Notice: Trying to get property 'display_name' of non-object in /var/www/html/wp-content/plugins/wordpress-seo/src/generators/schema/article.php on line 52
keyboard_arrow_uptop

The Cubs’ on-field rebuild is complete, and they could be in for an almost unprecedented period of roster stability (within the modern era of player development and movement). For the next five years it’s a pretty good bet that when you go to Wrigley Field you’ll find Willson Contreras behind the plate, Kris Bryant, Addison Russell, Javier Baez, and Anthony Rizzo around the infield, and Kyle Schwarber, Albert Almora, and Jason Heyward spanning the outfield.
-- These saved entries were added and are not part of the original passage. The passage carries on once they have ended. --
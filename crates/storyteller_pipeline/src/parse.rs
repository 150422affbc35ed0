//! Boundary validation of provider text.

use serde::de::DeserializeOwned;
use storyteller_error::{GenerationError, GenerationErrorKind, GenerationResult};

/// Parse a provider text body into `T`.
///
/// Surrounding whitespace is ignored. A missing or blank body is
/// [`GenerationErrorKind::EmptyResponse`]; anything that does not decode into
/// `T` exactly (missing field, wrong type, unknown enum value) is
/// [`GenerationErrorKind::MalformedResponse`].
///
/// # Examples
///
/// ```
/// use storyteller_core::AnalysisResult;
/// use storyteller_error::GenerationErrorKind;
/// use storyteller_pipeline::parse_structured;
///
/// let err = parse_structured::<AnalysisResult>(Some("  ")).unwrap_err();
/// assert_eq!(err.kind(), &GenerationErrorKind::EmptyResponse);
/// ```
pub fn parse_structured<T: DeserializeOwned>(text: Option<&str>) -> GenerationResult<T> {
    let body = text.map(str::trim).unwrap_or_default();
    if body.is_empty() {
        return Err(GenerationError::new(GenerationErrorKind::EmptyResponse));
    }

    serde_json::from_str(body).map_err(|e| {
        GenerationError::new(GenerationErrorKind::MalformedResponse(e.to_string()))
    })
}

#[cfg(test)]
mod tests {
    use super::*;
    use storyteller_core::{GeneratedScript, ScriptTopic};

    #[test]
    fn test_missing_body_is_empty_response() {
        let err = parse_structured::<GeneratedScript>(None).unwrap_err();
        assert_eq!(err.kind(), &GenerationErrorKind::EmptyResponse);
    }

    #[test]
    fn test_whitespace_around_json_is_ignored() {
        let topics: Vec<ScriptTopic> = parse_structured(Some("\n  []  \n")).unwrap();
        assert!(topics.is_empty());
    }

    #[test]
    fn test_wrong_shape_is_malformed() {
        let err = parse_structured::<GeneratedScript>(Some(r#"{"title": 3}"#)).unwrap_err();
        assert!(matches!(
            err.kind(),
            GenerationErrorKind::MalformedResponse(_)
        ));
    }

    #[test]
    fn test_non_json_is_malformed() {
        let err = parse_structured::<Vec<ScriptTopic>>(Some("죄송합니다")).unwrap_err();
        assert!(matches!(
            err.kind(),
            GenerationErrorKind::MalformedResponse(_)
        ));
    }
}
Off the field, though, the Ricketts family’s work continues. During the last six years Wrigley Field has changed just as radically as the team that calls it home. You know about the video boards and the bleacher reconstruction, and perhaps about the new, sprawling plaza project the team will complete this winter along the West side of the park. If you haven’t followed terribly closely, you may not have realized that (amid all those new creations) there have been a few things destroyed by this undertaking. To wit: Wrigley’s famous bullpens, nestled for 100 or so years along the foul lines just beyond the infield, are gone for good.

I can’t pretend that I won’t miss them, even as I join many others in acknowledging that this was inevitable. Moving the bullpens to the space below the bleachers, beyond the outfield walls, is an opportunity for the Rickettses to add a handful of new, premium rows of seating. And because the mounds have long been considered a safety hazard for outfielders charging after foul flares, they have plenty of cover for their cash grab.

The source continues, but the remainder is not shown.